┌─ INPUT DATA

// ============================================================================
// IMetadataStore implementation
// ============================================================================

#[async_trait::async_trait]
impl IMetadataStore for SqliteMetadataStore {
    async fn upsert(&self, node: &FileNode) -> Result<(), StoreError> {
        let mut tx = self.pool.begin().await.map_err(db)?;
        write_node(&mut *tx, node).await?;
        tx.commit().await.map_err(db)?;

        tracing::trace!(node_id = %node.id(), state = %node.sync_state(), "Saved node");
        Ok(())
    }

    async fn get(&self, id: &NodeId) -> Result<Option<FileNode>, StoreError> {
        let row = sqlx::query(&format!("SELECT {NODE_COLUMNS} FROM file_nodes WHERE id = ?"))
            .bind(id.as_str())
            .fetch_optional(&self.pool)
            .await
            .map_err(db)?;

        match row {
            Some(ref r) => Ok(Some(node_from_row(r)?)),
            None => Ok(None),
        }
    }

    async fn list_children(&self, parent_id: &NodeId) -> Result<Vec<FileNode>, StoreError> {
        let rows = sqlx::query(&format!(
            "SELECT {NODE_COLUMNS} FROM file_nodes WHERE parent_id = ? \
             ORDER BY name COLLATE NOCASE, id"
        ))
        .bind(parent_id.as_str())
        .fetch_all(&self.pool)
        .await
        .map_err(db)?;

        rows.iter()
            .map(|r| node_from_row(r).map_err(StoreError::from))
            .collect()
    }

    async fn mark_pending(&self, id: &NodeId, state: SyncState) -> Result<FileNode, StoreError> {
        // Compare-and-set on the previous state; a concurrent writer makes
        // the update miss and the transition is re-validated.
        loop {
            let mut node = self
                .get(id)
                .await?
                .ok_or_else(|| StoreError::NotFound(id.clone()))?;
            let previous = node.sync_state();
            node.transition_to(state)?;

            let result = sqlx::query(
                "UPDATE file_nodes SET sync_state = ? WHERE id = ? AND sync_state = ?",
            )
            .bind(state.as_str())
            .bind(id.as_str())
            .bind(previous.as_str())
            .execute(&self.pool)
            .await
            .map_err(db)?;

            if result.rows_affected() == 1 {
                tracing::trace!(node_id = %id, from = %previous, to = %state, "Node state changed");
                return Ok(node);
            }
        }
    }

    async fn delete(&self, id: &NodeId) -> Result<Vec<NodeId>, StoreError> {
        if id.is_root() {
            return Err(DomainError::RootImmutable.into());
        }

        const SUBTREE: &str = "WITH RECURSIVE subtree(id) AS ( \
                                   SELECT ? \
                                   UNION \
                                   SELECT f.id FROM file_nodes f JOIN subtree s ON f.parent_id = s.id \
                               )";

        let mut tx = self.pool.begin().await.map_err(db)?;

        sqlx::query(&format!(
            "{SUBTREE} DELETE FROM staged_uploads WHERE node_id IN (SELECT id FROM subtree)"
        ))
        .bind(id.as_str())
        .execute(&mut *tx)
        .await
        .map_err(db)?;

        sqlx::query(&format!(
            "{SUBTREE} DELETE FROM conflicts WHERE node_id IN (SELECT id FROM subtree)"
        ))
        .bind(id.as_str())
        .execute(&mut *tx)
        .await
        .map_err(db)?;

        let removed: Vec<String> = sqlx::query_scalar(&format!(
            "{SUBTREE} DELETE FROM file_nodes WHERE id IN (SELECT id FROM subtree) RETURNING id"
        ))
        .bind(id.as_str())
        .fetch_all(&mut *tx)
        .await
        .map_err(db)?;

        tx.commit().await.map_err(db)?;

        tracing::debug!(node_id = %id, removed = removed.len(), "Deleted subtree");

        removed
            .into_iter()
            .map(|s| parse_node_id(s).map_err(StoreError::from))
            .collect()
    }

    async fn search(&self, query: &str) -> Result<Vec<FileNode>, StoreError> {
        let query = query.trim();
        if query.is_empty() {
            return Ok(Vec::new());
        }

        let rows = sqlx::query(&format!(
            "SELECT {NODE_COLUMNS} FROM file_nodes WHERE name LIKE ? ESCAPE '\\' \
             ORDER BY name COLLATE NOCASE, id"
        ))
        .bind(like_pattern(query))
        .fetch_all(&self.pool)
        .await
        .map_err(db)?;

        rows.iter()
            .map(|r| node_from_row(r).map_err(StoreError::from))
            .collect()
    }

    async fn list_by_state(&self, state: SyncState) -> Result<Vec<FileNode>, StoreError> {
        let rows = sqlx::query(&format!(
            "SELECT {NODE_COLUMNS} FROM file_nodes WHERE sync_state = ? \
             ORDER BY name COLLATE NOCASE, id"
        ))
        .bind(state.as_str())
        .fetch_all(&self.pool)
        .await
        .map_err(db)?;

        rows.iter()
            .map(|r| node_from_row(r).map_err(StoreError::from))
            .collect()
    }

    async fn count_by_state(&self) -> Result<HashMap<SyncState, u64>, StoreError> {
        let rows = sqlx::query(
            "SELECT sync_state, COUNT(*) AS total FROM file_nodes GROUP BY sync_state",
        )
        .fetch_all(&self.pool)
        .await
        .map_err(db)?;

        let mut counts: HashMap<SyncState, u64> =
            SyncState::ALL.into_iter().map(|s| (s, 0)).collect();
        for row in &rows {
            let state: String = row.get("sync_state");
            let total: i64 = row.get("total");
            let state = SyncState::from_str(&state).map_err(|e| corrupt("sync state", e))?;
            counts.insert(state, total.max(0) as u64);
        }
        Ok(counts)
    }

    async fn all_ids(&self) -> Result<Vec<NodeId>, StoreError> {
        let ids: Vec<String> = sqlx::query_scalar("SELECT id FROM file_nodes ORDER BY id")
            .fetch_all(&self.pool)
            .await
            .map_err(db)?;

        ids.into_iter()
            .map(|s| parse_node_id(s).map_err(StoreError::from))
            .collect()
    }

    async fn rekey(
        &self,
        old_id: &NodeId,
        new_id: &NodeId,
        revision: &RevisionTag,
    ) -> Result<FileNode, StoreError> {
        let now = Utc::now().to_rfc3339();
        let mut tx = self.pool.begin().await.map_err(db)?;

        let copied = sqlx::query(
            "INSERT OR REPLACE INTO file_nodes \
                 (id, parent_id, name, mime_type, size_bytes, revision_tag, \
                  sync_state, last_synced_at, modified_at) \
             SELECT ?, parent_id, name, mime_type, size_bytes, ?, 'synced', ?, modified_at \
             FROM file_nodes WHERE id = ?",
        )
        .bind(new_id.as_str())
        .bind(revision.as_str())
        .bind(&now)
        .bind(old_id.as_str())
        .execute(&mut *tx)
        .await
        .map_err(db)?;

        if copied.rows_affected() == 0 {
            return Err(StoreError::NotFound(old_id.clone()));
        }

        if old_id != new_id {
            sqlx::query("UPDATE file_nodes SET parent_id = ? WHERE parent_id = ?")
                .bind(new_id.as_str())
                .bind(old_id.as_str())
                .execute(&mut *tx)
                .await
                .map_err(db)?;

            sqlx::query("DELETE FROM file_nodes WHERE id = ?")
                .bind(old_id.as_str())
                .execute(&mut *tx)
                .await
                .map_err(db)?;
        }

        sqlx::query("DELETE FROM staged_uploads WHERE node_id = ?")
            .bind(old_id.as_str())
            .execute(&mut *tx)
            .await
            .map_err(db)?;

        sqlx::query("DELETE FROM conflicts WHERE node_id = ?")
            .bind(old_id.as_str())
            .execute(&mut *tx)
            .await
            .map_err(db)?;

        let row = sqlx::query(&format!("SELECT {NODE_COLUMNS} FROM file_nodes WHERE id = ?"))
            .bind(new_id.as_str())
            .fetch_one(&mut *tx)
            .await
            .map_err(db)?;
        let node = node_from_row(&row)?;

        tx.commit().await.map_err(db)?;

        tracing::debug!(from = %old_id, to = %new_id, revision = %revision, "Re-keyed node");
        Ok(node)
    }

    async fn get_cursor(&self) -> Result<Option<SyncCursor>, StoreError> {
        let cursor: Option<String> =
            sqlx::query_scalar("SELECT cursor FROM sync_cursor WHERE id = 1")
                .fetch_optional(&self.pool)
                .await
                .map_err(db)?;

        Ok(cursor
            .map(|c| SyncCursor::new(c).map_err(|e| corrupt("cursor", e)))
            .transpose()?)
    }

    async fn set_cursor(&self, cursor: &SyncCursor) -> Result<(), StoreError> {
        sqlx::query("INSERT OR REPLACE INTO sync_cursor (id, cursor, updated_at) VALUES (1, ?, ?)")
            .bind(cursor.as_str())
            .bind(Utc::now().to_rfc3339())
            .execute(&self.pool)
            .await
            .map_err(db)?;

        tracing::trace!(cursor = %cursor, "Saved sync cursor");
        Ok(())
    }

    async fn clear_cursor(&self) -> Result<(), StoreError> {
        sqlx::query("DELETE FROM sync_cursor")
            .execute(&self.pool)
            .await
            .map_err(db)?;

        tracing::debug!("Cleared sync cursor");
        Ok(())
    }

    async fn stage_upload(&self, node: &FileNode, data: Bytes) -> Result<(), StoreError> {
        let mut tx = self.pool.begin().await.map_err(db)?;
        write_node(&mut *tx, node).await?;

        sqlx::query(
            "INSERT OR REPLACE INTO staged_uploads \
                 (node_id, data, attempts, last_error, retryable, staged_at) \
             VALUES (?, ?, 0, NULL, 1, ?)",
        )
        .bind(node.id().as_str())
        .bind(&data[..])
        .bind(Utc::now().to_rfc3339())
        .execute(&mut *tx)
        .await
        .map_err(db)?;

        tx.commit().await.map_err(db)?;

        tracing::trace!(node_id = %node.id(), bytes = data.len(), "Staged upload");
        Ok(())
    }

    async fn staged_upload(&self, id: &NodeId) -> Result<Option<StagedUpload>, StoreError> {
        let row = sqlx::query("SELECT * FROM staged_uploads WHERE node_id = ?")
            .bind(id.as_str())
            .fetch_optional(&self.pool)
            .await
            .map_err(db)?;

        match row {
            Some(ref r) => Ok(Some(staged_from_row(r)?)),
            None => Ok(None),
        }
    }

    async fn discard_upload(&self, id: &NodeId) -> Result<(), StoreError> {
        sqlx::query("DELETE FROM staged_uploads WHERE node_id = ?")
            .bind(id.as_str())
            .execute(&self.pool)
            .await
            .map_err(db)?;

        tracing::trace!(node_id = %id, "Discarded staged upload");
        Ok(())
    }

    async fn record_upload_failure(
        &self,
        id: &NodeId,
        error: &str,
        retryable: bool,
    ) -> Result<(), StoreError> {
        let result = sqlx::query(
            "UPDATE staged_uploads \
             SET attempts = attempts + 1, last_error = ?, retryable = ? \
             WHERE node_id = ?",
        )
        .bind(error)
        .bind(retryable)
        .bind(id.as_str())
        .execute(&self.pool)
        .await
        .map_err(db)?;

        if result.rows_affected() == 0 {
            return Err(StoreError::NotFound(id.clone()));
        }

        tracing::trace!(node_id = %id, retryable, "Recorded upload failure");
        Ok(())
    }

    async fn clear_upload_failure(&self, id: &NodeId) -> Result<(), StoreError> {
        let result = sqlx::query(
            "UPDATE staged_uploads SET last_error = NULL, retryable = 1 WHERE node_id = ?",
        )
        .bind(id.as_str())
        .execute(&self.pool)
        .await
        .map_err(db)?;

        if result.rows_affected() == 0 {
            return Err(StoreError::NotFound(id.clone()));
        }
        Ok(())
    }

    async fn failed_uploads(&self) -> Result<Vec<StagedUpload>, StoreError> {
        let rows = sqlx::query(
            "SELECT * FROM staged_uploads WHERE last_error IS NOT NULL \
             ORDER BY staged_at, node_id",
        )
        .fetch_all(&self.pool)
        .await
        .map_err(db)?;

        rows.iter()
            .map(|r| staged_from_row(r).map_err(StoreError::from))
            .collect()
    }

    async fn save_conflict(&self, record: &ConflictRecord) -> Result<(), StoreError> {
        let remote = serde_json::to_string(&record.remote).map_err(|e| {
            CacheError::SerializationError(format!("Failed to serialize remote snapshot: {}", e))
        })?;

        // Refreshing an open conflict keeps its original detection time
        sqlx::query(
            "INSERT INTO conflicts (node_id, local_revision, remote, detected_at) \
             VALUES (?, ?, ?, ?) \
             ON CONFLICT(node_id) DO UPDATE SET \
                 local_revision = excluded.local_revision, \
                 remote = excluded.remote",
        )
        .bind(record.node_id.as_str())
        .bind(record.local_revision.as_ref().map(RevisionTag::as_str))
        .bind(remote)
        .bind(record.detected_at.to_rfc3339())
        .execute(&self.pool)
        .await
        .map_err(db)?;

        tracing::trace!(node_id = %record.node_id, "Saved conflict");
        Ok(())
    }

    async fn get_conflict(&self, id: &NodeId) -> Result<Option<ConflictRecord>, StoreError> {
        let row = sqlx::query("SELECT * FROM conflicts WHERE node_id = ?")
            .bind(id.as_str())
            .fetch_optional(&self.pool)
            .await
            .map_err(db)?;

        match row {
            Some(ref r) => Ok(Some(conflict_from_row(r)?)),
            None => Ok(None),
        }
    }

    async fn list_conflicts(&self) -> Result<Vec<ConflictRecord>, StoreError> {
        let rows = sqlx::query("SELECT * FROM conflicts ORDER BY detected_at, node_id")
            .fetch_all(&self.pool)
            .await
            .map_err(db)?;

        rows.iter()
            .map(|r| conflict_from_row(r).map_err(StoreError::from))
            .collect()
    }

    async fn remove_conflict(&self, id: &NodeId) -> Result<(), StoreError> {
        sqlx::query("DELETE FROM conflicts WHERE node_id = ?")
            .bind(id.as_str())
            .execute(&self.pool)
            .await
            .map_err(db)?;

        tracing::trace!(node_id = %id, "Removed conflict");
        Ok(())
    }
}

└─

> **TRY IT**: Copy out each line of the data that holds the string "retryable".

> **YOUR RESPONSE**:
                 (node_id, data, attempts, last_error, retryable, staged_at) \
        retryable: bool,
             SET attempts = attempts + 1, last_error = ?, retryable = ? \
        .bind(retryable)
        tracing::trace!(node_id = %id, retryable, "Recorded upload failure");
            "UPDATE staged_uploads SET last_error = NULL, retryable = 1 WHERE node_id = ?",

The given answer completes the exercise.